Have I ever mentioned that I live in a swamp?
“And try not to sweat, either,” the kind nurse told me.
“Um, okay,” I replied. Clearly she did not understand the magnitude of her request. This is me we are talking about, people. I raise my arm to scratch my ear and I break out in a sweat.
And it’s DC. In June. It bears mentioning again.
And so began another two days, until I went back on Wednesday. At which point: Hi!-YOOOOO! Break out the purple magic markers again, everyone! As the patches came off, the nurse drew purple boxes over my pale, freckled back where they had been, complete with corresponding numbers. On Friday, after the elements that had been on the patches had had a full 96 hours to seethe and incubate and fester and possibly cause a reaction to my skin, the doctor would be able to tell me what the fuck caused all this nonsense above my upper lip in the first place.
On Friday, the day of the big reveal, having spent five days sponge-bathing and trying not to sweat my purple boxes onto any of my clothes too badly, the cause of my random reaction on my upper lip was discovered.
Balsam of Peru.
Maybe.
But it’s not definite.
Said the doctor.
But that’s the only patch that my skin slightly reacted with. Kind of.
Everything else was fine.
Mother.
Fucker.
ARE YOU FUCKING KIDDING ME? is what I know you are probably thinking. I know I was. Am.
No, Interwebers, I kid you not.
So essentially, we’re back to the drawing board, though I am now back at said drawing board armed with a thick list of “safe products,” which I will be scouring on my next trip to CVS. I’M NOT GOING DOWN WITHOUT A FIGHT YOU….TREE.

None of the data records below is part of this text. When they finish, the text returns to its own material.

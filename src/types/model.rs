//! CMS risk adjustment model variants

use serde::{Deserialize, Serialize};
use std::fmt;
use std::str::FromStr;

/// A CMS risk adjustment model variant.
///
/// The variant is chosen at pipeline construction time and selects which
/// reference tables load and which interaction definitions run. The set is
/// closed: annual CMS updates change table contents, not the variant list.
#[derive(Debug, Clone, Copy, PartialEq, Eq, Hash, Serialize, Deserialize)]
pub enum ModelVariant {
    /// CMS-HCC community/institutional model, version 22
    #[serde(rename = "V22", alias = "CMS-HCC Model V22")]
    V22,

    /// CMS-HCC community/institutional model, version 24
    #[serde(rename = "V24", alias = "CMS-HCC Model V24")]
    V24,

    /// CMS-HCC community/institutional model, version 28
    #[serde(rename = "V28", alias = "CMS-HCC Model V28")]
    V28,

    /// CMS-HCC ESRD model, version 21
    #[serde(rename = "ESRDV21", alias = "CMS-HCC ESRD Model V21")]
    EsrdV21,

    /// CMS-HCC ESRD model, version 24
    #[serde(rename = "ESRDV24", alias = "CMS-HCC ESRD Model V24")]
    EsrdV24,

    /// RxHCC prescription drug model, version 08
    #[serde(rename = "RXHCCV08", alias = "RxHCC Model V08")]
    RxHccV08,
}

/// Error for model names outside the closed variant set.
#[derive(Debug, Clone, PartialEq, Eq, thiserror::Error)]
#[error("unknown model variant: {0}")]
pub struct UnknownModelError(pub String);

impl ModelVariant {
    /// All supported variants, in table order.
    pub const ALL: [ModelVariant; 6] = [
        ModelVariant::V22,
        ModelVariant::V24,
        ModelVariant::V28,
        ModelVariant::EsrdV21,
        ModelVariant::EsrdV24,
        ModelVariant::RxHccV08,
    ];

    /// The long model name as it appears in the `model_name` column of the
    /// CMS reference CSVs.
    pub fn name(&self) -> &'static str {
        match self {
            ModelVariant::V22 => "CMS-HCC Model V22",
            ModelVariant::V24 => "CMS-HCC Model V24",
            ModelVariant::V28 => "CMS-HCC Model V28",
            ModelVariant::EsrdV21 => "CMS-HCC ESRD Model V21",
            ModelVariant::EsrdV24 => "CMS-HCC ESRD Model V24",
            ModelVariant::RxHccV08 => "RxHCC Model V08",
        }
    }

    /// Compact spelling used in reference table file names.
    pub fn short_name(&self) -> &'static str {
        match self {
            ModelVariant::V22 => "V22",
            ModelVariant::V24 => "V24",
            ModelVariant::V28 => "V28",
            ModelVariant::EsrdV21 => "ESRDV21",
            ModelVariant::EsrdV24 => "ESRDV24",
            ModelVariant::RxHccV08 => "RXHCCV08",
        }
    }

    /// Whether this is one of the ESRD (dialysis/transplant) models.
    pub fn is_esrd(&self) -> bool {
        matches!(self, ModelVariant::EsrdV21 | ModelVariant::EsrdV24)
    }

    /// Whether this is the prescription drug model.
    pub fn is_rx(&self) -> bool {
        matches!(self, ModelVariant::RxHccV08)
    }

    /// True when a `model_name` CSV cell refers to this variant, accepting
    /// both the long CMS spelling and the compact file-name spelling.
    pub fn matches_model_name(&self, cell: &str) -> bool {
        let cell = cell.trim();
        cell.eq_ignore_ascii_case(self.name()) || cell.eq_ignore_ascii_case(self.short_name())
    }
}

impl fmt::Display for ModelVariant {
    fn fmt(&self, f: &mut fmt::Formatter<'_>) -> fmt::Result {
        f.write_str(self.name())
    }
}

impl FromStr for ModelVariant {
    type Err = UnknownModelError;

    fn from_str(s: &str) -> Result<Self, Self::Err> {
        Self::ALL
            .iter()
            .copied()
            .find(|v| v.matches_model_name(s))
            .ok_or_else(|| UnknownModelError(s.to_string()))
    }
}

#[cfg(test)]
mod tests {
    use super::*;

    #[test]
    fn test_parse_short_and_long_names() {
        assert_eq!("V28".parse::<ModelVariant>().unwrap(), ModelVariant::V28);
        assert_eq!(
            "CMS-HCC ESRD Model V24".parse::<ModelVariant>().unwrap(),
            ModelVariant::EsrdV24
        );
        assert_eq!(
            "rxhccv08".parse::<ModelVariant>().unwrap(),
            ModelVariant::RxHccV08
        );
    }

    #[test]
    fn test_unknown_name_is_rejected() {
        let err = "V99".parse::<ModelVariant>().unwrap_err();
        assert_eq!(err, UnknownModelError("V99".to_string()));
    }

    #[test]
    fn test_model_name_matching() {
        assert!(ModelVariant::V28.matches_model_name("CMS-HCC Model V28"));
        assert!(ModelVariant::V28.matches_model_name(" V28 "));
        assert!(!ModelVariant::V28.matches_model_name("CMS-HCC Model V24"));
    }
}
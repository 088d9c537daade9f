//! Beneficiary demographics and boundary validation

use serde::{Deserialize, Serialize};
use thiserror::Error;

use super::ModelVariant;

/// Beneficiary sex as reported on enrollment.
#[derive(Debug, Clone, Copy, PartialEq, Eq, Serialize, Deserialize)]
pub enum Sex {
    #[serde(rename = "M")]
    Male,

    #[serde(rename = "F")]
    Female,
}

/// Medicare/Medicaid dual eligibility status, serialized as the CMS
/// two-digit codes (`00` non-dual, `01` partial, `02` full).
#[derive(Debug, Clone, Copy, PartialEq, Eq, Default, Serialize, Deserialize)]
pub enum DualStatus {
    #[default]
    #[serde(rename = "00")]
    NonDual,

    #[serde(rename = "01")]
    Partial,

    #[serde(rename = "02")]
    Full,
}

/// Error type for demographic validation.
///
/// Any of these is fatal for the scoring call: no partial result is
/// produced and no shared state is touched.
#[derive(Debug, Clone, PartialEq, Eq, Error)]
pub enum DemographicsError {
    /// Age is outside the supported range
    #[error("age {0} is outside the supported range 0..=130")]
    AgeOutOfRange(u32),

    /// An ESRD model was selected for a beneficiary without the ESRD flag
    #[error("{0} requires the esrd flag to be set")]
    EsrdFlagRequired(ModelVariant),

    /// graft_months supplied for a non-ESRD model
    #[error("graft_months is only meaningful for ESRD model variants")]
    GraftMonthsNotApplicable,
}

/// Beneficiary demographics, immutable per scoring call.
///
/// Fields mirror the CMS enrollment inputs. Construction is open (all
/// fields public); [`Demographics::validate`] is the boundary check run by
/// the pipeline before any scoring stage, after which internal code assumes
/// the struct is valid.
#[derive(Debug, Clone, PartialEq, Serialize, Deserialize)]
pub struct Demographics {
    /// Age in whole years at the scoring date
    pub age: u32,

    /// Beneficiary sex
    pub sex: Sex,

    /// Dual eligibility status
    #[serde(default)]
    pub dual_eligibility: DualStatus,

    /// Originally entitled to Medicare by disability
    #[serde(default)]
    pub orig_disabled: bool,

    /// Fewer than 12 months of Medicare enrollment
    #[serde(default)]
    pub new_enrollee: bool,

    /// End-stage renal disease status
    #[serde(default)]
    pub esrd: bool,

    /// Special Needs Plan enrollment
    #[serde(default)]
    pub snp: bool,

    /// Low income subsidy flag
    #[serde(default)]
    pub low_income: bool,

    /// Months since kidney transplant, ESRD models only
    #[serde(default, skip_serializing_if = "Option::is_none")]
    pub graft_months: Option<u32>,

    /// Explicit segment override (e.g. `INS` for long-term institutional);
    /// when absent the segment is derived from the other fields
    #[serde(default, skip_serializing_if = "Option::is_none")]
    pub category: Option<String>,
}

impl Demographics {
    /// A beneficiary with the given age and sex and all flags cleared.
    pub fn new(age: u32, sex: Sex) -> Self {
        Self {
            age,
            sex,
            dual_eligibility: DualStatus::NonDual,
            orig_disabled: false,
            new_enrollee: false,
            esrd: false,
            snp: false,
            low_income: false,
            graft_months: None,
            category: None,
        }
    }

    /// Boundary validation for a scoring call against `variant`.
    ///
    /// Sex and dual codes are made unrepresentable by their enum types (a
    /// bad wire value fails at deserialization), so the checks left here
    /// are range and cross-field ones.
    pub fn validate(&self, variant: ModelVariant) -> Result<(), DemographicsError> {
        if self.age > 130 {
            return Err(DemographicsError::AgeOutOfRange(self.age));
        }
        if variant.is_esrd() && !self.esrd {
            return Err(DemographicsError::EsrdFlagRequired(variant));
        }
        if self.graft_months.is_some() && !variant.is_esrd() {
            return Err(DemographicsError::GraftMonthsNotApplicable);
        }
        Ok(())
    }

    /// Aged (65+) under CMS segment rules.
    pub fn is_aged(&self) -> bool {
        self.age >= 65
    }
}
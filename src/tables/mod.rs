//! Reference table loading
//!
//! All scoring state comes from six immutable CSV tables published per model
//! year: diagnosis-to-CC mappings, hierarchy edges, coefficients, eligible
//! CPT/HCPCS procedures, chronic flags, and interaction definitions. The
//! tables load once into a [`ReferenceTables`] value which is then shared
//! read-only (an `Arc` handle per pipeline); nothing mutates it afterwards.
//!
//! Loading is strict: a missing file, a malformed header, or an interaction
//! expression that does not parse is a [`ConfigError`] at construction time.
//! Lookup misses at scoring time are never errors (codes roll forward across
//! CMS years); they land in the result's trace fields instead.

pub mod expression;

use std::collections::{HashMap, HashSet};
use std::fs::File;
use std::io::Read;
use std::path::{Path, PathBuf};
use std::sync::Arc;

use serde::Deserialize;
use thiserror::Error;
use tracing::{debug, info, warn};

use crate::types::{ModelVariant, UnknownModelError};
use expression::{Expr, ExprError};

/// Error type for reference table configuration and loading.
#[derive(Debug, Error)]
pub enum ConfigError {
    /// A configured table file does not exist
    #[error("reference table not found: {0}")]
    TableNotFound(PathBuf),

    /// IO error while reading a table
    #[error("IO error reading {path}: {source}")]
    Io {
        path: PathBuf,
        #[source]
        source: std::io::Error,
    },

    /// CSV-level error (bad row shape, unparseable field)
    #[error("CSV error in {path}: {source}")]
    Csv {
        path: PathBuf,
        #[source]
        source: csv::Error,
    },

    /// Header row is missing a required column
    #[error("{path}: malformed header, missing column `{column}`")]
    MalformedHeader { path: PathBuf, column: &'static str },

    /// Model name outside the closed variant set
    #[error(transparent)]
    UnknownVariant(#[from] UnknownModelError),

    /// An interaction expression that does not parse
    #[error("{path}: invalid expression for interaction `{name}`: {source}")]
    Expression {
        path: PathBuf,
        name: String,
        #[source]
        source: ExprError,
    },
}

/// Result type alias for table loading.
pub type ConfigResult<T> = Result<T, ConfigError>;

/// Paths to the six reference tables for one pipeline.
///
/// Deserialization rejects unknown fields: a typo'd or unsupported option is
/// a fatal configuration error, not a silent ignore.
#[derive(Debug, Clone, PartialEq, Eq, Deserialize)]
#[serde(deny_unknown_fields)]
pub struct TableConfig {
    pub dx_cc_table: PathBuf,
    pub hierarchy_table: PathBuf,
    pub coefficient_table: PathBuf,
    pub procedure_table: PathBuf,
    pub interaction_table: PathBuf,
    pub chronic_flags_table: PathBuf,
}

impl TableConfig {
    /// Conventional file names under one directory:
    /// `ra_dx_to_cc_<year>.csv`, `ra_hierarchies_<variant>.csv`,
    /// `ra_coefficients_<year>.csv`, `ra_eligible_cpt_hcpcs_<year>.csv`,
    /// `ra_interactions_<variant>.csv`, `hcc_is_chronic.csv`.
    pub fn from_dir<P: AsRef<Path>>(dir: P, year: u16, variant: ModelVariant) -> Self {
        let dir = dir.as_ref();
        let variant_tag = variant.short_name().to_ascii_lowercase();
        Self {
            dx_cc_table: dir.join(format!("ra_dx_to_cc_{year}.csv")),
            hierarchy_table: dir.join(format!("ra_hierarchies_{variant_tag}.csv")),
            coefficient_table: dir.join(format!("ra_coefficients_{year}.csv")),
            procedure_table: dir.join(format!("ra_eligible_cpt_hcpcs_{year}.csv")),
            interaction_table: dir.join(format!("ra_interactions_{variant_tag}.csv")),
            chronic_flags_table: dir.join("hcc_is_chronic.csv"),
        }
    }
}

/// A named interaction variable with its parsed predicate.
#[derive(Debug, Clone)]
pub struct InteractionDef {
    pub name: String,
    pub expr: Expr,
}

/// The immutable lookup state for one model variant.
///
/// Constructed once by [`ReferenceTables::load`] and shared as
/// `Arc<ReferenceTables>`; parallel reads need no synchronization.
#[derive(Debug)]
pub struct ReferenceTables {
    variant: ModelVariant,
    dx_to_cc: HashMap<String, Vec<u32>>,
    hierarchies: HashMap<u32, Vec<u32>>,
    coefficients: HashMap<String, HashMap<String, f64>>,
    eligible_procedures: HashSet<String>,
    chronic: HashSet<u32>,
    interactions: Vec<InteractionDef>,
}

#[derive(Debug, Deserialize)]
struct DxToCcRow {
    diagnosis_code: String,
    cc: u32,
    model_name: String,
}

#[derive(Debug, Deserialize)]
struct HierarchyRow {
    parent_cc: u32,
    child_cc: u32,
}

#[derive(Debug, Deserialize)]
struct CoefficientRow {
    model_name: String,
    segment: String,
    variable: String,
    coefficient: f64,
}

#[derive(Debug, Deserialize)]
struct ProcedureRow {
    code: String,
}

#[derive(Debug, Deserialize)]
struct ChronicRow {
    cc: u32,
    is_chronic: u8,
}

#[derive(Debug, Deserialize)]
struct InteractionRow {
    variable: String,
    expression: String,
}

impl ReferenceTables {
    /// Load every table named by `config`, keeping only rows for `variant`
    /// where the table is model-qualified.
    pub fn load(variant: ModelVariant, config: &TableConfig) -> ConfigResult<Arc<Self>> {
        let dx_to_cc = Self::load_dx_to_cc(open(&config.dx_cc_table)?, variant, &config.dx_cc_table)?;
        let hierarchies = Self::load_hierarchies(open(&config.hierarchy_table)?, &config.hierarchy_table)?;
        let coefficients =
            Self::load_coefficients(open(&config.coefficient_table)?, variant, &config.coefficient_table)?;
        let eligible_procedures =
            Self::load_procedures(open(&config.procedure_table)?, &config.procedure_table)?;
        let chronic = Self::load_chronic(open(&config.chronic_flags_table)?, &config.chronic_flags_table)?;
        let interactions =
            Self::load_interactions(open(&config.interaction_table)?, &config.interaction_table)?;

        if dx_to_cc.is_empty() {
            warn!(model = %variant, "diagnosis-to-CC table has no rows for this model");
        }
        info!(
            model = %variant,
            diagnoses = dx_to_cc.len(),
            hierarchy_parents = hierarchies.len(),
            segments = coefficients.len(),
            procedures = eligible_procedures.len(),
            interactions = interactions.len(),
            "loaded reference tables"
        );

        Ok(Arc::new(Self {
            variant,
            dx_to_cc,
            hierarchies,
            coefficients,
            eligible_procedures,
            chronic,
            interactions,
        }))
    }

    /// The variant these tables were filtered for.
    pub fn variant(&self) -> ModelVariant {
        self.variant
    }

    /// CCs mapped from a normalized diagnosis code, or `None` when the
    /// model has no row for it.
    pub fn ccs_for(&self, diagnosis: &str) -> Option<&[u32]> {
        self.dx_to_cc.get(diagnosis).map(Vec::as_slice)
    }

    /// CCs suppressed by the presence of `parent`.
    pub fn children_of(&self, parent: u32) -> &[u32] {
        self.hierarchies.get(&parent).map(Vec::as_slice).unwrap_or(&[])
    }

    /// Coefficient for `(segment, variable)`, if the table has one.
    pub fn coefficient(&self, segment: &str, variable: &str) -> Option<f64> {
        self.coefficients.get(segment)?.get(variable).copied()
    }

    /// Whether the CC carries the chronic flag.
    pub fn is_chronic(&self, cc: u32) -> bool {
        self.chronic.contains(&cc)
    }

    /// Whether a CPT/HCPCS code is risk-adjustment eligible.
    pub fn procedure_eligible(&self, code: &str) -> bool {
        self.eligible_procedures.contains(code)
    }

    /// The interaction definitions for this variant, in table order.
    pub fn interactions(&self) -> &[InteractionDef] {
        &self.interactions
    }

    fn load_dx_to_cc<R: Read>(
        reader: R,
        variant: ModelVariant,
        path: &Path,
    ) -> ConfigResult<HashMap<String, Vec<u32>>> {
        let mut csv = csv_reader(reader, path, &["diagnosis_code", "cc", "model_name"])?;
        let mut map: HashMap<String, Vec<u32>> = HashMap::new();
        for row in csv.deserialize() {
            let row: DxToCcRow = row.map_err(|source| ConfigError::Csv {
                path: path.to_path_buf(),
                source,
            })?;
            if !variant.matches_model_name(&row.model_name) {
                continue;
            }
            let code = crate::types::normalize_diagnosis(&row.diagnosis_code);
            let ccs = map.entry(code).or_default();
            if !ccs.contains(&row.cc) {
                ccs.push(row.cc);
            }
        }
        debug!(path = %path.display(), entries = map.len(), "loaded diagnosis-to-CC table");
        Ok(map)
    }

    fn load_hierarchies<R: Read>(reader: R, path: &Path) -> ConfigResult<HashMap<u32, Vec<u32>>> {
        let mut csv = csv_reader(reader, path, &["parent_cc", "child_cc"])?;
        let mut map: HashMap<u32, Vec<u32>> = HashMap::new();
        for row in csv.deserialize() {
            let row: HierarchyRow = row.map_err(|source| ConfigError::Csv {
                path: path.to_path_buf(),
                source,
            })?;
            let children = map.entry(row.parent_cc).or_default();
            if !children.contains(&row.child_cc) {
                children.push(row.child_cc);
            }
        }
        Ok(map)
    }

    fn load_coefficients<R: Read>(
        reader: R,
        variant: ModelVariant,
        path: &Path,
    ) -> ConfigResult<HashMap<String, HashMap<String, f64>>> {
        let mut csv = csv_reader(reader, path, &["model_name", "segment", "variable", "coefficient"])?;
        let mut map: HashMap<String, HashMap<String, f64>> = HashMap::new();
        for row in csv.deserialize() {
            let row: CoefficientRow = row.map_err(|source| ConfigError::Csv {
                path: path.to_path_buf(),
                source,
            })?;
            if !variant.matches_model_name(&row.model_name) {
                continue;
            }
            map.entry(row.segment)
                .or_default()
                .insert(row.variable, row.coefficient);
        }
        Ok(map)
    }

    fn load_procedures<R: Read>(reader: R, path: &Path) -> ConfigResult<HashSet<String>> {
        let mut csv = csv_reader(reader, path, &["code"])?;
        let mut set = HashSet::new();
        for row in csv.deserialize() {
            let row: ProcedureRow = row.map_err(|source| ConfigError::Csv {
                path: path.to_path_buf(),
                source,
            })?;
            set.insert(row.code.trim().to_ascii_uppercase());
        }
        Ok(set)
    }

    fn load_chronic<R: Read>(reader: R, path: &Path) -> ConfigResult<HashSet<u32>> {
        let mut csv = csv_reader(reader, path, &["cc", "is_chronic"])?;
        let mut set = HashSet::new();
        for row in csv.deserialize() {
            let row: ChronicRow = row.map_err(|source| ConfigError::Csv {
                path: path.to_path_buf(),
                source,
            })?;
            if row.is_chronic != 0 {
                set.insert(row.cc);
            }
        }
        Ok(set)
    }

    fn load_interactions<R: Read>(reader: R, path: &Path) -> ConfigResult<Vec<InteractionDef>> {
        let mut csv = csv_reader(reader, path, &["variable", "expression"])?;
        let mut defs = Vec::new();
        for row in csv.deserialize() {
            let row: InteractionRow = row.map_err(|source| ConfigError::Csv {
                path: path.to_path_buf(),
                source,
            })?;
            let expr = Expr::parse(&row.expression).map_err(|source| ConfigError::Expression {
                path: path.to_path_buf(),
                name: row.variable.clone(),
                source,
            })?;
            defs.push(InteractionDef {
                name: row.variable,
                expr,
            });
        }
        Ok(defs)
    }
}

fn open(path: &Path) -> ConfigResult<File> {
    if !path.exists() {
        return Err(ConfigError::TableNotFound(path.to_path_buf()));
    }
    File::open(path).map_err(|source| ConfigError::Io {
        path: path.to_path_buf(),
        source,
    })
}

/// Build a CSV reader and validate the header row up front, so a renamed or
/// missing column fails with the column name rather than a row-level serde
/// error deep into the file.
fn csv_reader<R: Read>(
    reader: R,
    path: &Path,
    required_columns: &[&'static str],
) -> ConfigResult<csv::Reader<R>> {
    let mut csv = csv::ReaderBuilder::new()
        .has_headers(true)
        .trim(csv::Trim::All)
        .from_reader(reader);
    let headers = csv
        .headers()
        .map_err(|source| ConfigError::Csv {
            path: path.to_path_buf(),
            source,
        })?
        .clone();
    for column in required_columns {
        if !headers.iter().any(|h| h.eq_ignore_ascii_case(column)) {
            return Err(ConfigError::MalformedHeader {
                path: path.to_path_buf(),
                column,
            });
        }
    }
    Ok(csv)
}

TAKE THAT, YOU BALSAM OF PERU ASSHAT.
Meanwhile, don’t be alarmed if you see a tall, freckle-faced sweaty mess walking the streets of DC with her hand over her mouth, probably tripping over random bits of nothing because walking with her hand over her mouth tends to throw off her sense of sight, which is wonky, at best, to begin with, but whatever because oh my Christ have you seen what’s going on above my upper lip?
I don’t want to talk about it.
I’ll let you know how next month’s follow up with the allergist goes.